Resort and timeshare in Aptos, California

The Seascape Beach Resort is a resort located in Aptos, California in the United States.

==History==

The development of Seascape Beach Resort on land known as the Seascape Benchlands began with the Aptos Seascape Corporation in the 1960s. The Seascape Benchlands property was purchased by The Holcomb Corporation in the 1980's and Seascape Beach Resort was built and developed by The Holcomb Corporation and Seascape Resort Ltd. in the 1990's. The resort is located on 45 acres of the privately owned Seascape Beach, which lies between Capitola and the Pajaro River. The resort is adjacent to Seascape Park. It overlooks the Monterey Bay. It is the largest privately owned single development project in Aptos.
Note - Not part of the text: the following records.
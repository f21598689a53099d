mod alias;
mod consts;
mod field;
mod grammar;
mod options;
mod prelude;
#[cfg(test)]
mod test_utils;
mod token;

pub use consts::*;
pub use field::Field;
pub use options::Options;

use token::is_blank_day;

/// Validates a cron expression against the given options.
///
/// The verdict is a plain boolean: an expression either passes or
/// fails, nothing panics and nothing reports why. Fields are separated
/// by any amount of whitespace, and leading or trailing whitespace is
/// ignored. With [`Options::seconds`] enabled both five- and six-field
/// expressions are accepted, otherwise exactly five fields.
///
/// # Examples
///
/// ```
/// use cron_check::{is_valid_cron, Options};
///
/// let options = Options::default();
///
/// assert!(is_valid_cron("* * * * *", &options));
/// assert!(is_valid_cron("59 23 * * 6", &options));
/// assert!(!is_valid_cron("60 * * * *", &options));
///
/// let with_seconds = Options {
///     seconds: true,
///     ..Options::default()
/// };
///
/// assert!(is_valid_cron("0 59 23 * * 6", &with_seconds));
/// ```
pub fn is_valid_cron(expression: &str, options: &Options) -> bool {
    let fields: Vec<&str> = expression.split_whitespace().collect();

    let max_fields = if options.seconds {
        FIELD_COUNT_WITH_SECONDS
    } else {
        FIELD_COUNT
    };
    if fields.len() < FIELD_COUNT || fields.len() > max_fields {
        return false;
    }

    let (seconds, rest) = match fields.as_slice() {
        [seconds, rest @ ..] if fields.len() == FIELD_COUNT_WITH_SECONDS => (Some(*seconds), rest),
        rest => (None, rest),
    };

    let [minutes, hours, days, months, weekdays] = rest else {
        return false;
    };

    let checks = [
        seconds.is_none_or(|field| Field::Seconds.validate(field, options)),
        Field::Minutes.validate(minutes, options),
        Field::Hours.validate(hours, options),
        Field::DayOfMonth.validate(days, options),
        Field::Month.validate(months, options),
        Field::DayOfWeek.validate(weekdays, options),
        has_compatible_day_fields(days, weekdays, options),
    ];

    checks.into_iter().all(|check| check)
}

/// At most one of the two day fields may be blank.
fn has_compatible_day_fields(days: &str, weekdays: &str, options: &Options) -> bool {
    !(options.allow_blank_day && is_blank_day(days) && is_blank_day(weekdays))
}
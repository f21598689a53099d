//! Prelude module for cron_check crate.
//!
//! Re-exports commonly used derive macros from derive_more.

#[allow(unused_imports)]
pub use derive_more::Display;
//! Shared grammar for numeric cron fields.
//!
//! A field is a comma-separated list of terms. Each term is either a
//! value or a `value/step` pair, where the value part is a wildcard,
//! a plain number or a `low-high` range.

use crate::token::{is_in_range, is_positive_number, is_wildcard, parse_number};

/// Validates a whole field against the shared grammar.
///
/// Every value in the field must sit inside the inclusive `min..=max`
/// bounds of that field.
pub(crate) fn is_valid_field(field: &str, min: u32, max: u32) -> bool {
    if !field.chars().all(is_grammar_char) {
        return false;
    }

    field.split(',').all(|term| is_valid_term(term, min, max))
}

/// Characters the shared grammar is built from
fn is_grammar_char(character: char) -> bool {
    character.is_ascii_digit() || matches!(character, ',' | '/' | '*' | '-')
}

/// Validates a single term, either `value` or `value/step`
fn is_valid_term(term: &str, min: u32, max: u32) -> bool {
    // A trailing slash would otherwise split into a valid value and an
    // empty step that never reaches the step check
    if term.ends_with('/') {
        return false;
    }

    let parts: Vec<&str> = term.split('/').collect();

    match parts.as_slice() {
        [value] => is_valid_range(value, min, max),
        [value, step] => is_valid_range(value, min, max) && is_valid_step(step),
        _ => false,
    }
}

/// Validates the value part of a term, either a wildcard, a plain
/// number or a `low-high` range
fn is_valid_range(range: &str, min: u32, max: u32) -> bool {
    let sides: Vec<&str> = range.split('-').collect();

    match sides.as_slice() {
        [value] => is_wildcard(value) || is_in_range(value, min, max),
        [low, high] => match (parse_number(low), parse_number(high)) {
            (Some(low), Some(high)) => {
                low <= high && (min..=max).contains(&low) && (min..=max).contains(&high)
            }
            _ => false,
        },
        _ => false,
    }
}

/// Validates the step part of a term, a positive number of any size.
/// Steps are never clamped to the field bounds, so the value itself
/// does not matter as long as it is above zero.
fn is_valid_step(step: &str) -> bool {
    is_positive_number(step)
}
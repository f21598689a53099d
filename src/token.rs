/// Parses a token as an unsigned decimal number.
///
/// Unlike [`str::parse`], sign characters are rejected so that tokens
/// such as `+5` or `-3` never pass as plain numbers.
pub(crate) fn parse_number(token: &str) -> Option<u32> {
    if token.is_empty() || !token.bytes().all(|byte| byte.is_ascii_digit()) {
        return None;
    }

    token.parse().ok()
}

/// Whether a token is a plain number within the inclusive bounds
pub(crate) fn is_in_range(token: &str, min: u32, max: u32) -> bool {
    parse_number(token).is_some_and(|value| (min..=max).contains(&value))
}

/// Whether a token is an all-digit number strictly greater than zero.
///
/// Unlike [`parse_number`], the value is never materialized, so tokens
/// beyond the `u32` range still pass as long as one digit is nonzero.
pub(crate) fn is_positive_number(token: &str) -> bool {
    !token.is_empty()
        && token.bytes().all(|byte| byte.is_ascii_digit())
        && token.bytes().any(|byte| byte != b'0')
}

/// Whether a token is the wildcard `*`
pub(crate) fn is_wildcard(token: &str) -> bool {
    token == "*"
}

/// Whether a token is the blank-day marker `?`
pub(crate) fn is_blank_day(token: &str) -> bool {
    token == "?"
}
While founded in the 1960s, it wasn't until the 1990s that the first condominiums were built. All of the Condos within the development are individually owned and are zoned visitor accommodations. Owners can choose either resort management or self manage via VRBO, Airbnb, etc,. The hotel has been visited by Pablo Sandoval, Justin Bieber and Selena Gomez.

==Facilities==

There are 285 rooms onsite spread over seven buildings. The decor is described as "beach house" style "painted with muted pastels, neutral tones, and panoramic views." The resort has one restaurant, Sanderlings Restaurant. There is an offsite spa, called the Sanctuary Spa, 6 adjacent tennis courts, beach access, and a putting green. There is a nearby golf course in the unincorporated town of Rio Del Mar, less than 2 miles away.